■ **Brief**
From the first line through the line containing "pub fn load(path: &Path)", transcribe the records exactly and include no other lines.

___

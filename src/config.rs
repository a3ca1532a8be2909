//! Configuration loaded from `bacon.toml`.
//!
//! Every section is optional. A missing file yields the defaults, and
//! relative data paths resolve against the directory holding the file.

use serde::{Deserialize, Serialize};
use std::fs;
use std::io::ErrorKind;
use std::path::{Path, PathBuf};
use tracing::{debug, warn};

use crate::error::{BaconError, Result};

/// Top-level configuration.
#[derive(Debug, Clone, Default, PartialEq, Serialize, Deserialize)]
#[serde(default)]
pub struct BaconConfig {
    pub data: DataConfig,
    pub game: GameConfig,
    pub logging: LoggingConfig,
}

/// Locations of the three pipe-delimited input files.
#[derive(Debug, Clone, PartialEq, Serialize, Deserialize)]
#[serde(default)]
pub struct DataConfig {
    /// `<id>|<actor name>` lines.
    pub actors: PathBuf,
    /// `<id>|<movie title>` lines.
    pub movies: PathBuf,
    /// `<movie id>|<actor id>` lines.
    pub movie_actors: PathBuf,
}

impl Default for DataConfig {
    fn default() -> Self {
        Self {
            actors: PathBuf::from("data/actors.txt"),
            movies: PathBuf::from("data/movies.txt"),
            movie_actors: PathBuf::from("data/movie-actors.txt"),
        }
    }
}

#[derive(Debug, Clone, Default, PartialEq, Serialize, Deserialize)]
#[serde(default)]
pub struct GameConfig {
    /// Root actor used when none is given on the command line.
    pub default_root: Option<String>,
}

#[derive(Debug, Clone, PartialEq, Serialize, Deserialize)]
#[serde(default)]
pub struct LoggingConfig {
    /// `EnvFilter` directive, overridden by `RUST_LOG`.
    pub filter: String,
}

impl Default for LoggingConfig {
    fn default() -> Self {
        Self {
            filter: "warn".to_string(),
        }
    }
}

impl BaconConfig {
    /// Load the config at `path`, falling back to defaults when the file is
    /// absent or cannot be parsed.
    pub fn load(path: &Path) -> Self {
        Self::try_load(path).unwrap_or_else(|e| {
            warn!(path = %path.display(), error = %e, "invalid config, using defaults");
            Self::default()
        })
    }

    /// Load the config at `path`. A missing file gives the defaults; a file
    /// that cannot be read or parsed is a `Config` error, so the caller
    /// decides when to report it.
    pub fn try_load(path: &Path) -> Result<Self> {
        let content = match fs::read_to_string(path) {
            Ok(content) => content,
            Err(e) if e.kind() == ErrorKind::NotFound => {
                debug!(path = %path.display(), "no config file, using defaults");
                return Ok(Self::default());
            }
            Err(e) => {
                return Err(BaconError::Config(format!("{}: {}", path.display(), e)));
            }
        };

        let config: Self = toml::from_str(&content)
            .map_err(|e| BaconError::Config(format!("{}: {}", path.display(), e)))?;
        let base = path.parent().unwrap_or_else(|| Path::new(""));
        Ok(config.resolve_paths(base))
    }

    /// Parse a config from TOML text. Paths are left as written.
    pub fn from_toml_str(content: &str) -> Result<Self> {
        Ok(toml::from_str(content)?)
    }

    /// Make relative data paths relative to `base`.
    pub fn resolve_paths(mut self, base: &Path) -> Self {
        for path in [
            &mut self.data.actors,
            &mut self.data.movies,
            &mut self.data.movie_actors,
        ] {
            if path.is_relative() {
                *path = base.join(&*path);
            }
        }
        self
    }
}

#[cfg(test)]
mod tests {
    use super::*;

    #[test]
    fn test_empty_toml_gives_defaults() {
        let config = BaconConfig::from_toml_str("").unwrap();
        assert_eq!(config, BaconConfig::default());
        assert_eq!(config.logging.filter, "warn");
        assert!(config.game.default_root.is_none());
    }

    #[test]
    fn test_partial_toml() {
        let config = BaconConfig::from_toml_str(
            r#"
[data]
actors = "files/actors-small.txt"

[game]
default_root = "Kevin Bacon"
"#,
        )
        .unwrap();

        assert_eq!(config.data.actors, PathBuf::from("files/actors-small.txt"));
        assert_eq!(config.data.movies, PathBuf::from("data/movies.txt"));
        assert_eq!(config.game.default_root.as_deref(), Some("Kevin Bacon"));
    }

    #[test]
    fn test_invalid_toml_is_config_error() {
        let result = BaconConfig::from_toml_str("[data\nactors = ");
        assert!(matches!(result, Err(crate::BaconError::Config(_))));
    }

    #[test]
    fn test_load_missing_file() {
        let dir = tempfile::tempdir().unwrap();
        let config = BaconConfig::load(&dir.path().join("bacon.toml"));
        assert_eq!(config, BaconConfig::default());
    }

    #[test]
    fn test_load_resolves_relative_paths() {
        let dir = tempfile::tempdir().unwrap();
        let path = dir.path().join("bacon.toml");
        fs::write(
            &path,
            "[data]\nactors = \"a.txt\"\nmovies = \"/abs/movies.txt\"\n",
        )
        .unwrap();

        let config = BaconConfig::load(&path);
        assert_eq!(config.data.actors, dir.path().join("a.txt"));
        assert_eq!(config.data.movies, PathBuf::from("/abs/movies.txt"));
        assert_eq!(
            config.data.movie_actors,
            dir.path().join("data/movie-actors.txt")
        );
    }

    #[test]
    fn test_load_garbage_falls_back() {
        let dir = tempfile::tempdir().unwrap();
        let path = dir.path().join("bacon.toml");
        fs::write(&path, "this is = = not toml").unwrap();
        assert_eq!(BaconConfig::load(&path), BaconConfig::default());
    }

    #[test]
    fn test_try_load_reports_invalid_file() {
        let dir = tempfile::tempdir().unwrap();
        let path = dir.path().join("bacon.toml");
        fs::write(&path, "this is = = not toml").unwrap();

        match BaconConfig::try_load(&path) {
            Err(BaconError::Config(message)) => {
                assert!(message.contains("bacon.toml"), "{message}");
            }
            other => panic!("expected config error, got {other:?}"),
        }
    }

    #[test]
    fn test_try_load_missing_file_is_not_an_error() {
        let dir = tempfile::tempdir().unwrap();
        let config = BaconConfig::try_load(&dir.path().join("bacon.toml")).unwrap();
        assert_eq!(config, BaconConfig::default());
    }
}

___

■ **Answer for this exercise**
filename src/config.rs
repository a3ca1532a8be2909
//! Configuration loaded from `bacon.toml`.
//!
//! Every section is optional. A missing file yields the defaults, and
//! relative data paths resolve against the directory holding the file.

use serde::{Deserialize, Serialize};
use std::fs;
use std::io::ErrorKind;
use std::path::{Path, PathBuf};
use tracing::{debug, warn};

use crate::error::{BaconError, Result};

/// Top-level configuration.
#[derive(Debug, Clone, Default, PartialEq, Serialize, Deserialize)]
#[serde(default)]
pub struct BaconConfig {
    pub data: DataConfig,
    pub game: GameConfig,
    pub logging: LoggingConfig,
}

/// Locations of the three pipe-delimited input files.
#[derive(Debug, Clone, PartialEq, Serialize, Deserialize)]
#[serde(default)]
pub struct DataConfig {
    /// `<id>|<actor name>` lines.
    pub actors: PathBuf,
    /// `<id>|<movie title>` lines.
    pub movies: PathBuf,
    /// `<movie id>|<actor id>` lines.
    pub movie_actors: PathBuf,
}

impl Default for DataConfig {
    fn default() -> Self {
        Self {
            actors: PathBuf::from("data/actors.txt"),
            movies: PathBuf::from("data/movies.txt"),
            movie_actors: PathBuf::from("data/movie-actors.txt"),
        }
    }
}

#[derive(Debug, Clone, Default, PartialEq, Serialize, Deserialize)]
#[serde(default)]
pub struct GameConfig {
    /// Root actor used when none is given on the command line.
    pub default_root: Option<String>,
}

#[derive(Debug, Clone, PartialEq, Serialize, Deserialize)]
#[serde(default)]
pub struct LoggingConfig {
    /// `EnvFilter` directive, overridden by `RUST_LOG`.
    pub filter: String,
}

impl Default for LoggingConfig {
    fn default() -> Self {
        Self {
            filter: "warn".to_string(),
        }
    }
}

impl BaconConfig {
    /// Load the config at `path`, falling back to defaults when the file is
    /// absent or cannot be parsed.
    pub fn load(path: &Path) -> Self {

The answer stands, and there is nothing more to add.